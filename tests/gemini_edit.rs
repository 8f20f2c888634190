//! End-to-end edit requests against a mock Gemini endpoint.

use genedit::{
    EditRequest, FailureKind, GeminiEditor, ImageEditorExt, ImageFormat, ImageInput,
};
use serde_json::{json, Value};
use std::time::Duration;
use wiremock::matchers::{header, method, path_regex};
use wiremock::{Mock, MockServer, ResponseTemplate};

/// A real 10x10 RGB PNG.
const PNG_10X10_B64: &str = "iVBORw0KGgoAAAANSUhEUgAAAAoAAAAKCAIAAAACUFjqAAAAEklEQVR4nGP4z8CAB+GTG8HSALfKY52fTcuYAAAAAElFTkSuQmCC";

const JPEG_BYTES: [u8; 12] = [0xFF, 0xD8, 0xFF, 0xE0, 0, 0, 0, 0, 0, 0, 0, 0];

fn base_image() -> ImageInput {
    use base64::Engine;
    let bytes = base64::engine::general_purpose::STANDARD
        .decode(PNG_10X10_B64)
        .unwrap();
    ImageInput::new(bytes, "image/png", Some("base.png".into())).unwrap()
}

fn reference_image() -> ImageInput {
    ImageInput::with_format(JPEG_BYTES.to_vec(), ImageFormat::Jpeg)
}

fn editor(server: &MockServer) -> GeminiEditor {
    GeminiEditor::builder()
        .api_key("test-key")
        .base_url(server.uri())
        .build()
        .unwrap()
}

async fn mount_json(server: &MockServer, body: Value) {
    Mock::given(method("POST"))
        .and(path_regex(r"^/v1beta/models/[^/]+:generateContent$"))
        .and(header("x-goog-api-key", "test-key"))
        .respond_with(ResponseTemplate::new(200).set_body_json(body))
        .expect(1)
        .mount(server)
        .await;
}

async fn sent_parts(server: &MockServer) -> Vec<Value> {
    let requests = server.received_requests().await.unwrap();
    assert_eq!(requests.len(), 1);
    let body: Value = requests[0].body_json().unwrap();
    body["contents"][0]["parts"].as_array().unwrap().clone()
}

fn image_response(text: Option<&str>) -> Value {
    let mut parts = vec![json!({
        "inlineData": {"mimeType": "image/png", "data": PNG_10X10_B64}
    })];
    if let Some(text) = text {
        parts.push(json!({ "text": text }));
    }
    json!({
        "candidates": [{
            "content": {"role": "model", "parts": parts},
            "finishReason": "STOP"
        }]
    })
}

#[tokio::test]
async fn test_edit_returns_data_uri_and_text() {
    let server = MockServer::start().await;
    mount_json(&server, image_response(Some("done"))).await;

    let result = editor(&server)
        .generate(base_image(), None, "")
        .await
        .unwrap();

    assert_eq!(
        result.image_url(),
        format!("data:image/png;base64,{PNG_10X10_B64}")
    );
    assert_eq!(result.text.as_deref(), Some("done"));
    assert_eq!(
        result.metadata.model.as_deref(),
        Some("gemini-2.5-flash-image-preview")
    );
}

#[tokio::test]
async fn test_image_only_response_has_no_text() {
    let server = MockServer::start().await;
    mount_json(&server, image_response(None)).await;

    let result = editor(&server)
        .generate(base_image(), None, "brighter")
        .await
        .unwrap();

    assert!(result.text.is_none());
    assert_eq!(result.image.decode().unwrap(), base_image().data());
}

#[tokio::test]
async fn test_request_shape_without_reference() {
    let server = MockServer::start().await;
    mount_json(&server, image_response(None)).await;

    let _ = editor(&server)
        .generate(base_image(), None, "   ")
        .await
        .unwrap();

    let requests = server.received_requests().await.unwrap();
    let body: Value = requests[0].body_json().unwrap();
    assert_eq!(
        body["generationConfig"]["responseModalities"],
        json!(["IMAGE", "TEXT"])
    );

    let parts = sent_parts(&server).await;
    assert_eq!(parts.len(), 2);
    assert_eq!(parts[0]["inlineData"]["mimeType"], "image/png");
    assert_eq!(parts[0]["inlineData"]["data"], PNG_10X10_B64);
    assert_eq!(parts[1]["text"], genedit::image::ENHANCE_INSTRUCTION);
}

#[tokio::test]
async fn test_request_shape_with_reference() {
    let server = MockServer::start().await;
    mount_json(&server, image_response(None)).await;

    let _ = editor(&server)
        .generate(base_image(), Some(reference_image()), "")
        .await
        .unwrap();

    let parts = sent_parts(&server).await;
    assert_eq!(parts.len(), 3);
    assert_eq!(parts[0]["inlineData"]["mimeType"], "image/png");
    assert_eq!(parts[1]["inlineData"]["mimeType"], "image/jpeg");
    assert_eq!(parts[2]["text"], genedit::image::STYLE_TRANSFER_INSTRUCTION);
}

#[tokio::test]
async fn test_user_prompt_is_trimmed() {
    let server = MockServer::start().await;
    mount_json(&server, image_response(None)).await;

    let _ = editor(&server)
        .generate(base_image(), Some(reference_image()), "  add a red hat \n")
        .await
        .unwrap();

    let parts = sent_parts(&server).await;
    assert_eq!(parts[2]["text"], "add a red hat");
}

#[tokio::test]
async fn test_block_reason_is_named() {
    let server = MockServer::start().await;
    mount_json(
        &server,
        json!({ "promptFeedback": { "blockReason": "SAFETY" } }),
    )
    .await;

    let failure = editor(&server)
        .generate(base_image(), None, "")
        .await
        .unwrap_err();

    assert_eq!(failure.kind, FailureKind::Blocked);
    assert!(failure.message.contains("SAFETY"));
}

#[tokio::test]
async fn test_recitation_and_safety_rejections_differ() {
    let server = MockServer::start().await;
    mount_json(
        &server,
        json!({ "candidates": [{ "finishReason": "RECITATION" }] }),
    )
    .await;
    let recitation = editor(&server)
        .generate(base_image(), None, "")
        .await
        .unwrap_err();

    let server = MockServer::start().await;
    mount_json(
        &server,
        json!({ "candidates": [{ "finishReason": "SAFETY" }] }),
    )
    .await;
    let safety = editor(&server)
        .generate(base_image(), None, "")
        .await
        .unwrap_err();

    assert_eq!(recitation.kind, FailureKind::Rejected);
    assert_eq!(safety.kind, FailureKind::Rejected);
    assert_ne!(recitation.message, safety.message);
}

#[tokio::test]
async fn test_text_only_response_fails_with_commentary() {
    let server = MockServer::start().await;
    mount_json(
        &server,
        json!({
            "candidates": [{
                "content": {"parts": [
                    {"text": "I can only edit photos."},
                    {"text": "Please upload one."}
                ]},
                "finishReason": "STOP"
            }]
        }),
    )
    .await;

    let failure = editor(&server)
        .generate(base_image(), None, "draw a cat")
        .await
        .unwrap_err();

    assert_eq!(failure.kind, FailureKind::EmptyResult);
    assert_eq!(
        failure.message,
        "I can only edit photos. Please upload one."
    );
}

#[tokio::test]
async fn test_missing_api_key_makes_no_network_call() {
    let server = MockServer::start().await;
    Mock::given(method("POST"))
        .respond_with(ResponseTemplate::new(200).set_body_json(image_response(None)))
        .expect(0)
        .mount(&server)
        .await;

    let editor = GeminiEditor::builder()
        .base_url(server.uri())
        .build()
        .unwrap();
    let failure = editor.generate(base_image(), None, "").await.unwrap_err();

    assert_eq!(failure.kind, FailureKind::Configuration);
    assert!(server.received_requests().await.unwrap().is_empty());
}

#[tokio::test]
async fn test_http_error_is_generic_transport_failure() {
    let server = MockServer::start().await;
    Mock::given(method("POST"))
        .respond_with(
            ResponseTemplate::new(500).set_body_string("internal: backend pool exhausted"),
        )
        .expect(1)
        .mount(&server)
        .await;

    let failure = editor(&server)
        .generate(base_image(), None, "")
        .await
        .unwrap_err();

    assert_eq!(failure.kind, FailureKind::Transport);
    assert!(!failure.message.contains("backend pool"));
    assert!(failure.message.contains("try again"));
}

#[tokio::test]
async fn test_malformed_body_is_transport_failure() {
    let server = MockServer::start().await;
    Mock::given(method("POST"))
        .respond_with(ResponseTemplate::new(200).set_body_string("<html>proxy</html>"))
        .mount(&server)
        .await;

    let failure = editor(&server)
        .generate(base_image(), None, "")
        .await
        .unwrap_err();

    assert_eq!(failure.kind, FailureKind::Transport);
}

#[tokio::test]
async fn test_unreachable_server_is_transport_failure() {
    let server = MockServer::start().await;
    let uri = server.uri();
    drop(server);

    let editor = GeminiEditor::builder()
        .api_key("test-key")
        .base_url(uri)
        .build()
        .unwrap();
    let failure = editor.generate(base_image(), None, "").await.unwrap_err();

    assert_eq!(failure.kind, FailureKind::Transport);
}

#[tokio::test]
async fn test_caller_timeout() {
    let server = MockServer::start().await;
    Mock::given(method("POST"))
        .respond_with(
            ResponseTemplate::new(200)
                .set_body_json(image_response(None))
                .set_delay(Duration::from_secs(5)),
        )
        .mount(&server)
        .await;

    let request = EditRequest::new(base_image(), None, "");
    let failure = editor(&server)
        .edit_with_timeout(&request, Duration::from_millis(100))
        .await
        .unwrap_err();

    assert_eq!(failure.kind, FailureKind::Timeout);
    assert!(failure.message.contains("timed out"));
}

#[tokio::test]
async fn test_health_check() {
    let server = MockServer::start().await;
    Mock::given(method("GET"))
        .and(path_regex(r"^/v1beta/models/gemini-2\.5-flash-image-preview$"))
        .respond_with(ResponseTemplate::new(200).set_body_json(json!({"name": "models/x"})))
        .mount(&server)
        .await;

    use genedit::ImageEditor;
    editor(&server).health_check().await.unwrap();
}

· · · · ·

Directions for this task
All lines of the listing holding the string "inlineData" must be returned, copied as they stand.

Completed exercise
        "inlineData": {"mimeType": "image/png", "data": PNG_10X10_B64}
    assert_eq!(parts[0]["inlineData"]["mimeType"], "image/png");
    assert_eq!(parts[0]["inlineData"]["data"], PNG_10X10_B64);
    assert_eq!(parts[0]["inlineData"]["mimeType"], "image/png");
    assert_eq!(parts[1]["inlineData"]["mimeType"], "image/jpeg");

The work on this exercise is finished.